__Work to complete__. State the count of lines below in which the word "crates" appears, and add nothing.

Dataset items
-------------------------
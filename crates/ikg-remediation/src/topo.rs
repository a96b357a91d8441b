//! Dependency-aware patch ordering via Kahn's algorithm
//! (`spec.md` §4.6, testable property #11, scenario S8).

use petgraph::algo::toposort;
use petgraph::graph::{DiGraph, NodeIndex};

use ikg_core::Edge;

/// Orders `node_ids` so that an edge's source (the dependency) comes
/// before its target whenever both endpoints are in the patch set.
/// Falls back to the original order if no edges are supplied or a cycle
/// is detected, since a best-effort ordering beats refusing to patch.
#[must_use]
pub fn order_patches(node_ids: &[String], edges: Option<&[Edge]>) -> Vec<String> {
    let Some(edges) = edges else { return node_ids.to_vec() };
    if edges.is_empty() {
        return node_ids.to_vec();
    }

    let mut graph = DiGraph::<String, ()>::new();
    let mut indices = std::collections::HashMap::new();
    for id in node_ids {
        let idx = graph.add_node(id.clone());
        indices.insert(id.clone(), idx);
    }

    for edge in edges {
        if let (Some(&src), Some(&dst)) = (indices.get(&edge.source_node_id), indices.get(&edge.target_node_id)) {
            graph.add_edge(src, dst, ());
        }
    }

    match toposort(&graph, None) {
        Ok(order) => order.into_iter().map(|idx: NodeIndex| graph[idx].clone()).collect(),
        Err(_) => node_ids.to_vec(),
    }
}
//! Dependency chain: blast radius restricted to one traversal direction
//! (`spec.md` §4.3).

use crate::error::Result;
use crate::traversal::bounded_bfs;
use ikg_core::{Direction, Edge, Node, RelationshipType, Storage};
use std::collections::HashMap;

#[derive(Debug, Clone, Default)]
pub struct DependencyChainResult {
    pub nodes: Vec<Node>,
    pub edges: Vec<Edge>,
    pub hop_buckets: HashMap<u32, Vec<String>>,
    pub total_cost_monthly: f64,
}

/// `direction = Upstream` follows inbound edges only (what this node depends
/// on); `Downstream` follows outbound edges only (what depends on this
/// node). `Both` is accepted and behaves like blast radius.
pub async fn get_dependency_chain(
    storage: &dyn Storage,
    root_id: &str,
    direction: Direction,
    depth: u32,
    edge_types: Option<&[RelationshipType]>,
) -> Result<DependencyChainResult> {
    let Some(hop_result) = bounded_bfs(storage, root_id, depth, direction, edge_types).await? else {
        return Ok(DependencyChainResult::default());
    };

    Ok(DependencyChainResult {
        total_cost_monthly: hop_result.total_cost_monthly(),
        nodes: hop_result.nodes,
        edges: hop_result.edges,
        hop_buckets: hop_result.hop_buckets,
    })
}
//! Mutable-field diffing between a persisted node and a freshly discovered
//! one (`spec.md` §4.2 step 3).

use ikg_core::{Node, NodeInput};

/// One differing field, stringified for the change log.
#[derive(Debug, Clone)]
pub struct FieldDiff {
    pub field: &'static str,
    pub previous_value: Option<String>,
    pub new_value: Option<String>,
}

fn status_str(status: ikg_core::NodeStatus) -> String {
    serde_json::to_value(status).ok().and_then(|v| v.as_str().map(str::to_string)).unwrap_or_default()
}

fn cost_str(cost: Option<f64>) -> Option<String> {
    cost.map(|c| c.to_string())
}

/// Diffs the mutable field set `{name, status, region, owner, cost_monthly}`
/// plus `tags` and `metadata` (deep structural equality). Field order is the
/// order the spec lists them in.
#[must_use]
pub fn diff_node(existing: &Node, discovered: &NodeInput) -> Vec<FieldDiff> {
    let mut diffs = Vec::new();

    if existing.name != discovered.name {
        diffs.push(FieldDiff {
            field: "name",
            previous_value: Some(existing.name.clone()),
            new_value: Some(discovered.name.clone()),
        });
    }
    if existing.status != discovered.status {
        diffs.push(FieldDiff {
            field: "status",
            previous_value: Some(status_str(existing.status)),
            new_value: Some(status_str(discovered.status)),
        });
    }
    if existing.region != discovered.region {
        diffs.push(FieldDiff {
            field: "region",
            previous_value: Some(existing.region.clone()),
            new_value: Some(discovered.region.clone()),
        });
    }
    if existing.owner != discovered.owner {
        diffs.push(FieldDiff {
            field: "owner",
            previous_value: existing.owner.clone(),
            new_value: discovered.owner.clone(),
        });
    }
    if existing.cost_monthly != discovered.cost_monthly {
        diffs.push(FieldDiff {
            field: "cost_monthly",
            previous_value: cost_str(existing.cost_monthly),
            new_value: cost_str(discovered.cost_monthly),
        });
    }
    if existing.tags != discovered.tags {
        diffs.push(FieldDiff {
            field: "tags",
            previous_value: serde_json::to_string(&existing.tags).ok(),
            new_value: serde_json::to_string(&discovered.tags).ok(),
        });
    }
    if existing.metadata != discovered.metadata {
        diffs.push(FieldDiff {
            field: "metadata",
            previous_value: serde_json::to_string(&existing.metadata).ok(),
            new_value: serde_json::to_string(&discovered.metadata).ok(),
        });
    }

    diffs
}
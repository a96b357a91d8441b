//! Cost attribution: aggregate monthly cost across a subgraph, a filter, or
//! a provider/resource-type group (`spec.md` §2).

pub mod attribution;
pub mod error;

pub use attribution::{attribute_cost, attribute_cost_for_filter, CostAttribution};
pub use error::{Error, Result};
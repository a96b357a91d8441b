//! Change-record construction shared by the sync engine and the drift scan.

use chrono::Utc;
use ikg_core::{Change, ChangeType, DetectedVia, EdgeInput, NodeInput};
use std::collections::HashMap;
use uuid::Uuid;

use crate::diff::FieldDiff;

fn base_change(
    correlation_id: Option<&str>,
    target_id: &str,
    detected_via: DetectedVia,
    change_type: ChangeType,
    field: Option<String>,
    previous_value: Option<String>,
    new_value: Option<String>,
) -> Change {
    Change {
        id: Uuid::new_v4().to_string(),
        target_id: target_id.to_string(),
        detected_at: Utc::now(),
        correlation_id: correlation_id.map(str::to_string),
        initiator: None,
        initiator_type: None,
        detected_via,
        change_type,
        field,
        previous_value,
        new_value,
        metadata: HashMap::new(),
    }
}

#[must_use]
pub fn node_created(correlation_id: &str, input: &NodeInput) -> Change {
    base_change(Some(correlation_id), &input.id, DetectedVia::Sync, ChangeType::NodeCreated, None, None, None)
}

#[must_use]
pub fn node_updated(correlation_id: &str, node_id: &str, diff: &FieldDiff) -> Change {
    base_change(
        Some(correlation_id),
        node_id,
        DetectedVia::Sync,
        ChangeType::NodeUpdated,
        Some(diff.field.to_string()),
        diff.previous_value.clone(),
        diff.new_value.clone(),
    )
}

#[must_use]
pub fn cost_changed(correlation_id: &str, node_id: &str, diff: &FieldDiff) -> Change {
    base_change(
        Some(correlation_id),
        node_id,
        DetectedVia::Sync,
        ChangeType::CostChanged,
        Some(diff.field.to_string()),
        diff.previous_value.clone(),
        diff.new_value.clone(),
    )
}

#[must_use]
pub fn node_disappeared(correlation_id: &str, node_id: &str) -> Change {
    base_change(
        Some(correlation_id),
        node_id,
        DetectedVia::Sync,
        ChangeType::NodeDisappeared,
        Some("status".to_string()),
        None,
        Some("disappeared".to_string()),
    )
}

#[must_use]
pub fn edge_created(correlation_id: &str, input: &EdgeInput) -> Change {
    base_change(Some(correlation_id), &input.id, DetectedVia::Sync, ChangeType::EdgeCreated, None, None, None)
}

/// Drift-scan variant of `node_updated`: `change_type = node-drifted`,
/// `detected_via = drift-scan`, no `correlation_id` (the scan is not a sync
/// cycle).
#[must_use]
pub fn node_drifted(node_id: &str, diff: &FieldDiff) -> Change {
    base_change(
        None,
        node_id,
        DetectedVia::DriftScan,
        ChangeType::NodeDrifted,
        Some(diff.field.to_string()),
        diff.previous_value.clone(),
        diff.new_value.clone(),
    )
}
//! Blast radius: the subgraph reachable from a root within a hop bound,
//! treating edges as undirected (`spec.md` §4.3).

use crate::error::Result;
use crate::traversal::bounded_bfs;
use ikg_core::{Direction, Edge, Node, RelationshipType, Storage};
use std::collections::HashMap;

/// Result of a blast-radius query. Empty when the root node does not exist.
#[derive(Debug, Clone, Default)]
pub struct BlastRadiusResult {
    pub nodes: Vec<Node>,
    pub edges: Vec<Edge>,
    /// Hop distance (0 = root) to node ids at that distance.
    pub hop_buckets: HashMap<u32, Vec<String>>,
    pub total_cost_monthly: f64,
}

pub async fn get_blast_radius(
    storage: &dyn Storage,
    root_id: &str,
    depth: u32,
    edge_types: Option<&[RelationshipType]>,
) -> Result<BlastRadiusResult> {
    let Some(hop_result) = bounded_bfs(storage, root_id, depth, Direction::Both, edge_types).await? else {
        return Ok(BlastRadiusResult::default());
    };

    Ok(BlastRadiusResult {
        total_cost_monthly: hop_result.total_cost_monthly(),
        nodes: hop_result.nodes,
        edges: hop_result.edges,
        hop_buckets: hop_result.hop_buckets,
    })
}

#[cfg(test)]
mod tests {
    use super::*;
    use ikg_core::MemoryStorage;

    #[tokio::test]
    async fn missing_root_returns_empty_result() {
        let storage = MemoryStorage::new();
        let result = get_blast_radius(&storage, "missing", 3, None).await.unwrap();
        assert!(result.nodes.is_empty());
        assert_eq!(result.total_cost_monthly, 0.0);
    }
}

/// Invariant #4: `getBlastRadius(id, d)` is monotone in `d`.
#[cfg(test)]
mod proptest_invariants {
    use super::*;
    use ikg_core::{DiscoveredVia, EdgeInput, MemoryStorage, NodeInput, NodeStatus, Provider, ResourceType};
    use proptest::prelude::*;
    use std::collections::{HashMap as Map, HashSet};

    const NODE_IDS: [&str; 6] = ["n0", "n1", "n2", "n3", "n4", "n5"];

    fn node(id: &str) -> NodeInput {
        NodeInput {
            id: id.into(),
            provider: Provider::Aws,
            resource_type: ResourceType::Compute,
            native_id: id.into(),
            name: id.into(),
            region: "us-east-1".into(),
            account: "acct".into(),
            owner: None,
            created_at: None,
            status: NodeStatus::Running,
            tags: Map::new(),
            metadata: Map::new(),
            cost_monthly: Some(1.0),
        }
    }

    fn build_graph(edges: &[(usize, usize)]) -> MemoryStorage {
        tokio_test::block_on(async {
            let storage = MemoryStorage::new();
            storage.upsert_nodes(NODE_IDS.iter().map(|id| node(id)).collect()).await.unwrap();
            let edge_inputs: Vec<EdgeInput> = edges
                .iter()
                .enumerate()
                .map(|(i, &(a, b))| EdgeInput {
                    id: format!("e{i}"),
                    source_node_id: NODE_IDS[a].to_string(),
                    target_node_id: NODE_IDS[b].to_string(),
                    relationship_type: RelationshipType::ConnectedTo,
                    confidence: 1.0,
                    discovered_via: DiscoveredVia::ApiField,
                    metadata: Map::new(),
                })
                .collect();
            storage.upsert_edges(edge_inputs).await.unwrap();
            storage
        })
    }

    proptest! {
        #[test]
        fn blast_radius_is_monotone_in_depth(
            edges in proptest::collection::vec((0usize..6, 0usize..6), 0..12),
            root in 0usize..6,
            depth in 0u32..4,
        ) {
            let storage = build_graph(&edges);
            let shallow = tokio_test::block_on(get_blast_radius(&storage, NODE_IDS[root], depth, None)).unwrap();
            let deeper = tokio_test::block_on(get_blast_radius(&storage, NODE_IDS[root], depth + 1, None)).unwrap();

            let shallow_ids: HashSet<_> = shallow.nodes.iter().map(|n| n.id.clone()).collect();
            let deeper_ids: HashSet<_> = deeper.nodes.iter().map(|n| n.id.clone()).collect();
            prop_assert!(shallow_ids.is_subset(&deeper_ids));
        }
    }
}
//! Error types for the graph data model and storage contract.

use thiserror::Error;

/// Result type for `ikg-core` operations.
pub type Result<T> = std::result::Result<T, Error>;

/// Errors surfaced by the storage contract (§4.1) and shared by every
/// crate that depends on `ikg-core`.
#[derive(Error, Debug)]
pub enum Error {
    /// The underlying storage backend failed.
    #[error("storage error: {0}")]
    Storage(String),

    /// A node referenced by id does not exist.
    #[error("node not found: {0}")]
    NodeNotFound(String),

    /// An edge referenced by id does not exist.
    #[error("edge not found: {0}")]
    EdgeNotFound(String),

    /// A batch write was rejected because one of its entries was invalid.
    #[error("invalid write: {0}")]
    InvalidWrite(String),
}

impl Error {
    /// Build a [`Error::Storage`] from any displayable backend failure.
    pub fn storage(msg: impl Into<String>) -> Self {
        Self::Storage(msg.into())
    }
}
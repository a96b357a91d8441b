//! Time-series cost forecasting over the infrastructure knowledge graph
//! (`spec.md` §4.5): holdout-validated selection among linear regression,
//! EWMA, Holt linear, Holt-Winters, and an inverse-MAPE ensemble.

pub mod ensemble;
pub mod engine;
pub mod error;
pub mod ewma;
pub mod holt;
pub mod holt_winters;
pub mod mape;
pub mod regression;
pub mod series;

pub use engine::{ForecastEngine, ForecastMethod, ForecastOptions, ForecastPoint, ForecastResult, ForecastSummary, SeasonalityReport, TrendCategory};
pub use error::{Error, Result};
pub use series::{build_series, TimeSeriesPoint};
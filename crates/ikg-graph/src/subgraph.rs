//! Helper for building the filtered node set plus its induced edge set,
//! shared by orphans, critical-node ranking, clustering, and SPOF detection.

use crate::error::Result;
use ikg_core::{Direction, Edge, Node, Storage};
use std::collections::{HashMap, HashSet};

/// A filtered node set plus every edge whose endpoints are both in it.
pub struct FilteredSubgraph {
    pub nodes: Vec<Node>,
    pub edges: Vec<Edge>,
}

pub async fn induced_subgraph(storage: &dyn Storage, nodes: Vec<Node>) -> Result<FilteredSubgraph> {
    let ids: HashSet<String> = nodes.iter().map(|n| n.id.clone()).collect();
    let mut seen_edges: HashMap<String, Edge> = HashMap::new();

    for node in &nodes {
        for edge in storage.get_edges_for_node(&node.id, Direction::Both).await? {
            if ids.contains(&edge.source_node_id) && ids.contains(&edge.target_node_id) {
                seen_edges.entry(edge.id.clone()).or_insert(edge);
            }
        }
    }

    Ok(FilteredSubgraph {
        nodes,
        edges: seen_edges.into_values().collect(),
    })
}

/// Undirected adjacency list over a filtered subgraph, keyed by node id.
#[must_use]
pub fn adjacency(subgraph: &FilteredSubgraph) -> HashMap<String, Vec<String>> {
    let mut adj: HashMap<String, Vec<String>> = subgraph.nodes.iter().map(|n| (n.id.clone(), Vec::new())).collect();
    for edge in &subgraph.edges {
        adj.entry(edge.source_node_id.clone()).or_default().push(edge.target_node_id.clone());
        adj.entry(edge.target_node_id.clone()).or_default().push(edge.source_node_id.clone());
    }
    adj
}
-------------------------
__Answer below__. 2